THE PROBLEM: Lines of the listing below that contain the string "tracing" are to be returned.

*** Opening of DATA FOR REVIEW ***

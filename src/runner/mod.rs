//! Runner module for fetching and batch orchestration
//!
//! This module contains the core run logic, including:
//! - HTTP fetching with a bounded, fixed-delay retry policy
//! - Concurrent fetching within a batch, sequential across batches
//! - Handing each finished batch to a sink
//! - Wiring one configured retailer into a complete run

mod batch_runner;
mod fetcher;

pub use batch_runner::{run_once, BatchRunner, RunSummary};
pub use fetcher::{build_http_client, FetchError, FetchFailure, Fetched, Fetcher, RetryPolicy};

use crate::adapter::SelectorAdapter;
use crate::config::{Config, RetailerConfig};
use crate::sink::{CsvSink, Database, FanOutSink, SqliteSink};
use crate::source::{load_items, SourceColumns};
use crate::Result;
use reqwest::Client;
use std::path::Path;

/// Builds the sinks configured in `[output]` for one retailer run
///
/// Opening the database also creates the run row, so this is called once per run.
pub fn build_sink(config: &Config, config_hash: &str, retailer: &RetailerConfig) -> Result<FanOutSink> {
    let mut sink = FanOutSink::new();

    if let Some(path) = &config.output.database_path {
        let db = Database::open(Path::new(path))?;
        let sqlite = SqliteSink::new(db, &retailer.name, config_hash)?;
        tracing::info!("[{}] Recording run {} in {}", retailer.name, sqlite.run_id(), path);
        sink.push(Box::new(sqlite));
    }

    if let Some(dir) = &config.output.csv_dir {
        let csv = CsvSink::for_retailer(Path::new(dir), &retailer.name, retailer.metadata_columns.clone());
        tracing::info!("[{}] Appending rows to {}", retailer.name, csv.path().display());
        sink.push(Box::new(csv));
    }

    Ok(sink)
}

/// Runs one configured retailer end to end
///
/// # Errors
///
/// Fails only on setup: an invalid adapter definition, an unreadable identifier source, or sinks
/// that cannot be opened. Everything that happens per item is reported in the summary instead.
pub async fn run_retailer(
    config: &Config,
    config_hash: &str,
    retailer: &RetailerConfig,
    client: &Client,
    limit: Option<usize>,
) -> Result<RunSummary> {
    let adapter = SelectorAdapter::from_retailer(retailer)?;

    let mut items = load_items(
        Path::new(&retailer.input),
        &SourceColumns::from_retailer(retailer),
    )?;
    if let Some(limit) = limit {
        if items.len() > limit {
            tracing::info!("[{}] Limiting run to the first {} identifiers", retailer.name, limit);
            items.truncate(limit);
        }
    }

    let fetcher = Fetcher::new(
        client.clone(),
        RetryPolicy::for_retailer(&config.runner, retailer),
    );
    let mut sink = build_sink(config, config_hash, retailer)?;

    let summary = BatchRunner::from_config(&config.runner)
        .run(&items, &adapter, &fetcher, &mut sink)
        .await;

    Ok(summary)
}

*** Close of DATA FOR REVIEW ***

RESPONSE BELOW:
        tracing::info!("[{}] Recording run {} in {}", retailer.name, sqlite.run_id(), path);
        tracing::info!("[{}] Appending rows to {}", retailer.name, csv.path().display());
            tracing::info!("[{}] Limiting run to the first {} identifiers", retailer.name, limit);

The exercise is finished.